Plesac had struggled previously this spring, with an 8.59 ERA in 7 1/3 innings. But as the workload increases and the schedule gets a bit more serious, he took a big step forward Thursday.

“It really just comes down to my pitches and my execution,” he said. “My last outing [against the Giants], I was just amped up and trying to throw everything as hard as I could. I really just got back to executing where I needed to locate and really just commanding the ball with all my pitches. When you do that, usually good things happen.”

Ticket availability for April
You can’t quite call it a “sellout” when the building will not be operating at full capacity, but Cleveland has sold its entire allotment of tickets for the April 5 home opener against the Royals.

Progressive Field will be limited to 30% capacity, per the local COVID-19 health and safety protocols. Season-ticket holders were given priority access.

Tickets for all remaining April home games will go on sale to the general public beginning at 10 a.m. ET on Monday. Limited tickets remain for the Yankees series on April 22-25.

Availability for the remainder of the 2021 season will be determined on a month-by-month basis until the ballpark is able to operate at full capacity again.

Hembree reassigned
Cleveland reassigned veteran reliever Heath Hembree, who was in camp as a non-roster invitee, to the club’s depth camp.

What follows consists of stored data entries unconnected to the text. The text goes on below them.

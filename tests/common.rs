#![allow(dead_code)]
use assert_cmd::{Command, cargo_bin_cmd};
use chrono::NaiveDate;
use std::env;
use std::fs;
use std::io::Cursor;
use std::path::PathBuf;
use worklog::db::Store;
use worklog::models::NewEntry;
use worklog::ui::Console;

pub fn wl() -> Command {
    cargo_bin_cmd!("worklog")
}

/// Create a unique test DB path inside the system temp dir and remove any existing file
pub fn setup_test_db(name: &str) -> PathBuf {
    let mut path: PathBuf = env::temp_dir();
    path.push(format!("{}_worklog.sqlite", name));
    fs::remove_file(&path).ok();
    path
}

/// Empty directory used as HOME so no real config file is picked up.
pub fn fake_home(name: &str) -> PathBuf {
    let mut path: PathBuf = env::temp_dir();
    path.push(format!("{}_worklog_home", name));
    fs::remove_dir_all(&path).ok();
    fs::create_dir_all(&path).expect("create fake home");
    path
}

pub fn date(m: u32, d: u32, y: i32) -> NaiveDate {
    NaiveDate::from_ymd_opt(y, m, d).expect("valid date")
}

pub fn timmy() -> NewEntry {
    NewEntry::new(
        "Timmy",
        "test task",
        30,
        date(6, 4, 2020),
        "Allow me to test your patience..",
    )
}

pub fn alice() -> NewEntry {
    NewEntry::new(
        "Alice",
        "write report",
        45,
        date(6, 10, 2020),
        "Quarterly numbers",
    )
}

pub fn memory_store() -> Store {
    let store = Store::open_in_memory().expect("open in-memory store");
    store.initialize().expect("initialize store");
    store
}

/// Open (and initialize) a file-backed store, inserting `entries`.
pub fn seeded_store(name: &str, entries: &[NewEntry]) -> PathBuf {
    let path = setup_test_db(name);
    let store = worklog::open_store(&path).expect("open store");
    for e in entries {
        store.create(e).expect("create entry");
    }
    store.close();
    path
}

/// Drive a full interactive session from `script`, returning what was printed.
pub fn run_script(path: &PathBuf, script: &str) -> String {
    run_bytes(path, script.as_bytes())
}

/// Same as `run_script`, for input that need not be valid UTF-8.
pub fn run_bytes(path: &PathBuf, input: &[u8]) -> String {
    let store = worklog::open_store(path).expect("open store");
    let console = Console::new(Cursor::new(input.to_vec()), Vec::new(), false, "=");
    let out = worklog::run_session(store, console).expect("session");
    String::from_utf8(out).expect("utf8 output")
}

/// Reopen the database to inspect what a session left behind.
pub fn reopen(path: &PathBuf) -> Store {
    worklog::open_store(path).expect("reopen store")
}
use crate::cli::menu::{Browse, State};
use crate::cli::session::{INVALID_CHOICE, Session};
use crate::errors::{AppError, AppResult};
use crate::models::EntryUpdate;
use crate::models::entry::validate_task_name;
use crate::ui::messages::header;
use crate::utils::formatting::render_entry;
use crate::utils::{parse_date, parse_duration};
use std::io::{BufRead, Write};

const FIELDS: [(&str, &str); 5] = [
    ("a", "Task name"),
    ("b", "Task time"),
    ("c", "Date"),
    ("d", "Notes"),
    ("q", "Cancel"),
];

/// Change one field of the entry under the cursor.
pub fn handle<R: BufRead, W: Write>(s: &mut Session<R, W>, mut b: Browse) -> AppResult<State> {
    let Some(entry) = b.current().cloned() else {
        return Ok(State::MainMenu);
    };

    let rendered = render_entry(&entry, b.index + 1, b.results.len(), s.console.separator());
    s.console.clear()?;
    s.console.write(rendered)?;
    s.console.write_line(header("Edit entry"))?;
    for (key, label) in FIELDS {
        s.console.write_line(format!("{}) {}", key, label))?;
    }

    let choice = s
        .console
        .choice("\nWhat part of the entry would you like to edit?\n> ")?;
    let update = match choice.as_str() {
        "a" => EntryUpdate::TaskName(s.console.ask_until("New task name:\n> ", |v| {
            let v = v.trim();
            validate_task_name(v)?;
            Ok(v.to_string())
        })?),
        "b" => EntryUpdate::TaskTime(
            s.console
                .ask_until("New task time (rounded minutes):\n> ", parse_duration)?,
        ),
        "c" => EntryUpdate::TaskDate(
            s.console
                .ask_until("New date (MM/DD/YYYY):\n> ", parse_date)?,
        ),
        "d" => EntryUpdate::Notes(s.console.read_line("New notes:\n> ")?.trim().to_string()),
        "q" => return Ok(State::Browsing(b)),
        _ => {
            s.flash_error(INVALID_CHOICE);
            return Ok(State::Editing(b));
        }
    };

    match s.store.update(entry.id, &update) {
        Ok(updated) => {
            s.audit(
                "edit",
                &format!("entry #{}", updated.id),
                &format!("Changed {}", update.column().label()),
            );
            b.results[b.index] = updated;
            s.flash_success("Your entry has been updated!");
            Ok(State::Browsing(b))
        }
        Err(e @ AppError::NotFound(_)) => {
            s.flash_info(format!("{}; it was removed before the edit.", e));
            Ok(match b.remove_current() {
                Some(rest) => State::Browsing(rest),
                None => State::MainMenu,
            })
        }
        Err(e) => Err(e),
    }
}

Hembree had allowed two runs (one earned) on four hits with six walks and eight strikeouts in 6 1/3 innings this spring.

“With the track record he has, we would have loved to play it out longer and give him more opportunities to make the team,” president of baseball operations Chris Antonetti said. “But we just didn’t have the innings for him.”

Chang scratched
Yu Chang was scratched from Thursday’s lineup because of a stiff neck.

Manager Terry Francona indicated the issue is not serious, but the team didn’t want to push it. Chang, who is in position to claim a utility job, has had a strong spring, going 6-for-22 with four homers, a triple and nine RBIs.

Up next
Cleveland heads east to Salt River Fields in Scottsdale, Ariz., to face the Rockies on Friday. Aaron Civale gets the 4:10 p.m. ET start opposite Jon Gray.